Pour Cindy Bouché, le rayonnement du métier de pédicure-podologue ne peut passer que par une bonne formation à la base. La réforme des études, qui a vu ses premiers diplômés en 2015, a abordé la pédagogie sous un principe de compétences. « Le problème, c’est de comprendre où commencent et où finissent les compétences de chaque profession, explique-t-elle. Je prends un exemple : aujourd’hui on voit des osthéos faire de la semelle et des podos faire de la manipulation. Les monopoles sautent, c’est un constat. Maintenant, il faut veiller à ce que les patients n’en soient pas les victimes. »
« En soi, les professionnels de 2016 sont formés à de très nombreuses pratiques, bien plus qu’il y a 15 ans quand je me suis diplômée, sauf que beaucoup de pratiques sont communes à d’autres professions de santé. Évidemment, c’est réciproque : nous voyons d’autres paramédicaux arriver sur le terrain de la podologie mais nous sommes nous aussi attirés par de nouveaux domaines jusqu’à présent réservés à d’autres professionnels. »
En dépit du risque de perte du savoir-faire classique et de la maîtrise des bases du métier que représente cet élargissement du champ de compétences des professions de santé, Cindy Bouché y voit une ouverture pleine de potentiel. La promotion 2015 de l’IFPP Assas illustre bien cette évolution à ses yeux : « Ces jeunes diplômés n’ont clairement pas le même niveau que leurs prédécesseurs en ce qui concerne la pratique (ils ont eu moins d’heures de formation spécifique) mais sont bien mieux préparés en ce qui concerne l’aspect réflexif et l’ouverture intellectuelle.
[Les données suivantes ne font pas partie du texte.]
/// Drafts stored as `<dir>/<user>.json`
#[derive(Clone, Debug)]
pub struct JsonDraftStore {
    dir: PathBuf,
}

impl JsonDraftStore {
    pub fn new(dir: impl Into<PathBuf>) -> Self {
        Self { dir: dir.into() }
    }

    pub fn path_for(&self, user_id: &str) -> PathBuf {
        self.dir.join(format!("{}.json", sanitize(user_id)))
    }

    /// Sidecar lock; the draft itself is replaced on every save
    fn lock_path_for(&self, user_id: &str) -> PathBuf {
        self.dir.join(format!("{}.lock", sanitize(user_id)))
    }

    fn lock_file(&self, user_id: &str) -> std::io::Result<File> {
        OpenOptions::new()
            .create(true)
            .truncate(false)
            .write(true)
            .open(self.lock_path_for(user_id))
    }

    fn read_locked(&self, user_id: &str, path: &Path) -> std::io::Result<String> {
        let lock = self.lock_file(user_id)?;
        lock.lock_shared()?;
        let mut contents = String::new();
        let read = File::open(path)
            .and_then(|file| std::io::BufReader::new(file).read_to_string(&mut contents));
        lock.unlock()?;
        read.map(|_| contents)
    }
}

fn sanitize(user_id: &str) -> String {
    user_id
        .chars()
        .map(|c| if c.is_ascii_alphanumeric() || c == '-' || c == '_' { c } else { '_' })
        .collect()
}

impl DraftStore for JsonDraftStore {
    /// A missing or unreadable draft is `None`; the server can always
    /// rebuild it.
    fn load(&self, user_id: &str) -> Result<Option<LocalSessionData>> {
        let path = self.path_for(user_id);
        if !path.exists() {
            return Ok(None);
        }

        let contents = match self.read_locked(user_id, &path) {
            Ok(c) => c,
            Err(e) => {
                tracing::warn!("Unable to read draft {:?}: {}. Rebuilding.", path, e);
                return Ok(None);
            }
        };

        match serde_json::from_str::<LocalSessionData>(&contents) {
            Ok(draft) => Ok(Some(draft)),
            Err(e) => {
                tracing::warn!("Failed to parse draft {:?}: {}. Rebuilding.", path, e);
                Ok(None)
            }
        }
    }

    fn save(&mut self, user_id: &str, draft: &LocalSessionData) -> Result<()> {
        std::fs::create_dir_all(&self.dir)?;
        let path = self.path_for(user_id);

        let lock = self.lock_file(user_id)?;
        lock.lock_exclusive()?;
        let written = write_atomic(&self.dir, &path, draft);
        lock.unlock()?;
        written?;

        tracing::debug!("Saved draft to {:?}", path);
        Ok(())
    }

    fn clear(&mut self, user_id: &str) -> Result<()> {
        let path = self.path_for(user_id);
        match std::fs::remove_file(&path) {
            Ok(()) => {
                tracing::debug!("Cleared draft {:?}", path);
                Ok(())
            }
            Err(e) if e.kind() == std::io::ErrorKind::NotFound => Ok(()),
            Err(e) => Err(e.into()),
        }
    }
}

fn write_atomic(dir: &Path, path: &Path, draft: &LocalSessionData) -> Result<()> {
    let temp = NamedTempFile::new_in(dir)?;
    {
        let mut writer = std::io::BufWriter::new(temp.as_file());
        serde_json::to_writer(&mut writer, draft)?;
        writer.flush()?;
    }
    temp.as_file().sync_all()?;
    temp.persist(path).map_err(|e| Error::Io(e.error))?;
    Ok(())
}
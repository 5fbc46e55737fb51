#![forbid(unsafe_code)]

//! Core domain model and business logic for the ironlog training log.
//!
//! This crate provides:
//! - Domain types (lifts, programs, assignments, sessions, records)
//! - Catalog management
//! - Progression planning and PR detection
//! - Program week/cycle advancement
//! - Local session drafts and their reconciliation
//! - Persistence (transactional JSON store, CSV export)

pub mod types;
pub mod error;
pub mod catalog;
pub mod config;
pub mod logging;
pub mod progression;
pub mod store;
pub mod records;
pub mod advancer;
pub mod draft;
pub mod history;
pub mod export;
pub mod sessions;

// Re-export commonly used types
pub use error::{Error, Result};
pub use types::*;
pub use catalog::{build_default_catalog, get_default_catalog, Catalog};
pub use config::Config;
pub use progression::{Planner, Suggestion};
pub use store::{Database, Store};
pub use records::{check_and_record_pr, MemoryRecordStore, PrCandidate, PrCheck, RecordStore};
pub use advancer::{advance_week_if_complete, Advancement};
pub use draft::{
    reconcile, DraftStore, JsonDraftStore, LocalExercise, LocalMovement, LocalSessionData,
    LocalSet, MemoryDraftStore, PendingSet,
};
pub use sessions::{BatchUpload, Completion, Engine, PrNotice, SetLogged, WeightSuggestions};
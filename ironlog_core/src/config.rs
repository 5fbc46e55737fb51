//! Configuration file support for ironlog.
//!
//! Configuration is loaded from `$XDG_CONFIG_HOME/ironlog/config.toml`.

use crate::{Error, Result};
use serde::{Deserialize, Serialize};
use std::path::{Path, PathBuf};

/// Application configuration
#[derive(Clone, Debug, Serialize, Deserialize, Default)]
pub struct Config {
    #[serde(default)]
    pub data: DataConfig,

    #[serde(default)]
    pub lifter: LifterConfig,

    #[serde(default)]
    pub progression: ProgressionConfig,

    #[serde(default)]
    pub history: HistoryConfig,
}

/// Data storage configuration
#[derive(Clone, Debug, Serialize, Deserialize)]
pub struct DataConfig {
    #[serde(default = "default_data_dir")]
    pub data_dir: PathBuf,
}

impl Default for DataConfig {
    fn default() -> Self {
        Self {
            data_dir: default_data_dir(),
        }
    }
}

/// Per-lifter settings
#[derive(Clone, Debug, Serialize, Deserialize)]
pub struct LifterConfig {
    #[serde(default = "default_user_id")]
    pub user_id: String,

    /// Empty-bar weight every session's first block starts from
    #[serde(default = "default_bar_weight")]
    pub bar_weight: f64,
}

impl Default for LifterConfig {
    fn default() -> Self {
        Self {
            user_id: default_user_id(),
            bar_weight: default_bar_weight(),
        }
    }
}

/// Weight ramp parameters
#[derive(Clone, Debug, Serialize, Deserialize)]
pub struct ProgressionConfig {
    #[serde(default = "default_increment")]
    pub fallback_increment: f64,

    #[serde(default = "default_increment")]
    pub carry_over_increment: f64,
}

impl Default for ProgressionConfig {
    fn default() -> Self {
        Self {
            fallback_increment: default_increment(),
            carry_over_increment: default_increment(),
        }
    }
}

/// History lookups
#[derive(Clone, Debug, Serialize, Deserialize)]
pub struct HistoryConfig {
    /// Look-back window for "last time on this block"
    #[serde(default = "default_recent_days")]
    pub recent_days: i64,
}

impl Default for HistoryConfig {
    fn default() -> Self {
        Self {
            recent_days: default_recent_days(),
        }
    }
}

// Default value functions
fn default_data_dir() -> PathBuf {
    dirs::data_local_dir()
        .or_else(|| dirs::home_dir().map(|home| home.join(".local/share")))
        .unwrap_or_else(|| PathBuf::from("."))
        .join("ironlog")
}

fn default_user_id() -> String {
    "local".into()
}

fn default_bar_weight() -> f64 {
    20.0
}

fn default_increment() -> f64 {
    crate::progression::DEFAULT_INCREMENT
}

fn default_recent_days() -> i64 {
    90
}

impl Config {
    /// Load configuration from the standard config path
    pub fn load() -> Result<Self> {
        let config_path = Self::default_config_path();
        if config_path.exists() {
            Self::load_from(&config_path)
        } else {
            tracing::info!("No config file found at {:?}, using defaults", config_path);
            Ok(Self::default())
        }
    }

    /// Load configuration from a specific path
    pub fn load_from(path: &Path) -> Result<Self> {
        let contents = std::fs::read_to_string(path)?;
        let config: Config = toml::from_str(&contents)?;
        config.validate()?;
        tracing::info!("Loaded config from {:?}", path);
        Ok(config)
    }

    /// Reject values the planner cannot work with
    pub fn validate(&self) -> Result<()> {
        if !self.lifter.bar_weight.is_finite() || self.lifter.bar_weight < 0.0 {
            return Err(Error::Config(format!(
                "bar_weight must be a non-negative number, got {}",
                self.lifter.bar_weight
            )));
        }
        if self.lifter.user_id.trim().is_empty() {
            return Err(Error::Config("user_id must not be empty".into()));
        }
        if self.history.recent_days < 1 {
            return Err(Error::Config("recent_days must be at least 1".into()));
        }
        Ok(())
    }

    /// Get the default config file path
    pub fn default_config_path() -> PathBuf {
        dirs::config_dir()
            .or_else(|| dirs::home_dir().map(|home| home.join(".config")))
            .unwrap_or_else(|| PathBuf::from("."))
            .join("ironlog")
            .join("config.toml")
    }

    /// Save the current configuration to the default path
    pub fn save(&self) -> Result<()> {
        let config_path = Self::default_config_path();
        self.save_to(&config_path)
    }

    /// Save the current configuration to a specific path
    pub fn save_to(&self, path: &Path) -> Result<()> {
        if let Some(parent) = path.parent() {
            std::fs::create_dir_all(parent)?;
        }

        let contents = toml::to_string_pretty(self)
            .map_err(|e| Error::Config(format!("Failed to serialize config: {}", e)))?;
        std::fs::write(path, contents)?;
        tracing::info!("Saved config to {:?}", path);
        Ok(())
    }
}
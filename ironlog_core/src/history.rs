//! Completed-session history.
//!
//! Completed sessions are immutable. These queries present them the way a
//! lifter reviews them: newest first, exercises in block order, sets in
//! logging order.

use crate::{LoggedSet, Session};
use chrono::{DateTime, Duration, Utc};
use serde::{Deserialize, Serialize};
use uuid::Uuid;

/// What the lifter did on a program block last time
#[derive(Clone, Debug, Serialize, Deserialize, PartialEq)]
pub struct PreviousPerformance {
    pub session_id: Uuid,
    pub completed_at: DateTime<Utc>,
    pub sets: Vec<LoggedSet>,
}

/// A lifter's completed sessions, newest first, ordered for display
pub fn completed_sessions(sessions: &[Session], user_id: &str) -> Vec<Session> {
    let mut completed: Vec<Session> = sessions
        .iter()
        .filter(|s| s.user_id == user_id && s.is_completed())
        .cloned()
        .collect();

    for session in &mut completed {
        session.sort_for_display();
    }
    completed.sort_by(|a, b| b.completed_at.cmp(&a.completed_at));

    tracing::debug!("Found {} completed sessions for {}", completed.len(), user_id);
    completed
}

/// Sets from the most recent completed session that trained `program_block_id`
///
/// Only sessions completed within `recent_days` of `now` are considered.
pub fn previous_performance(
    sessions: &[Session],
    user_id: &str,
    program_block_id: &str,
    exclude_session_id: Option<Uuid>,
    now: DateTime<Utc>,
    recent_days: i64,
) -> Option<PreviousPerformance> {
    let cutoff = now - Duration::days(recent_days);

    sessions
        .iter()
        .filter(|s| s.user_id == user_id && Some(s.id) != exclude_session_id)
        .filter_map(|s| s.completed_at.filter(|at| *at >= cutoff).map(|at| (s, at)))
        .filter_map(|(s, at)| {
            let exercise = s
                .exercises
                .iter()
                .find(|e| e.program_block_id.as_deref() == Some(program_block_id))?;
            Some((s.id, at, exercise))
        })
        .max_by_key(|(_, at, _)| *at)
        .map(|(session_id, completed_at, exercise)| {
            let mut sets = exercise.sets.clone();
            sets.sort_by_key(|s| s.set_number);
            PreviousPerformance {
                session_id,
                completed_at,
                sets,
            }
        })
}
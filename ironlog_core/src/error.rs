//! Error types for the ironlog_core library.

use std::io;

/// Result type alias using our Error type
pub type Result<T> = std::result::Result<T, Error>;

/// Core error type for ironlog_core operations
#[derive(Debug, thiserror::Error)]
pub enum Error {
    /// The operation clashes with current state (active session exists,
    /// session already completed, ...)
    #[error("Conflict: {0}")]
    Conflict(String),

    /// The entity does not exist or is not owned by the requesting lifter
    #[error("Not found: {0}")]
    NotFound(String),

    /// Malformed input, rejected before any state is touched
    #[error("Validation failed: {0}")]
    Validation(String),

    /// IO error occurred
    #[error("IO error: {0}")]
    Io(#[from] io::Error),

    /// JSON serialization/deserialization error
    #[error("JSON error: {0}")]
    Json(#[from] serde_json::Error),

    /// CSV error
    #[error("CSV error: {0}")]
    Csv(#[from] csv::Error),

    /// TOML parsing error
    #[error("TOML error: {0}")]
    Toml(#[from] toml::de::Error),

    /// Configuration validation error
    #[error("Configuration error: {0}")]
    Config(String),

    /// Catalog validation error
    #[error("Catalog validation error: {0}")]
    CatalogValidation(String),
}

impl Error {
    pub(crate) fn not_found(kind: &str, id: impl std::fmt::Display) -> Self {
        Error::NotFound(format!("{} {}", kind, id))
    }
}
Leur désir de continuer à se former le montre bien : la plupart d’entre eux ont repris une formation dans la foulée de leur diplôme. »
Pour Cindy, cette envie de continuer à se former est le fruit de la réforme et représente un élément très positif pour la profession. Pour elle, « les nouveaux pédicures-podologues sont amenés à réfléchir sur l’impact de leurs soins sur le patient : sur le pied lui-même mais aussi sur tout le corps du patient ». La réforme les a familiarisés avec les marqueurs d’état de santé. Cela peut favoriser l’émergence d’une génération de pédicures-podologues davantage tournée vers le conseil, en réponse à une demande toujours plus forte.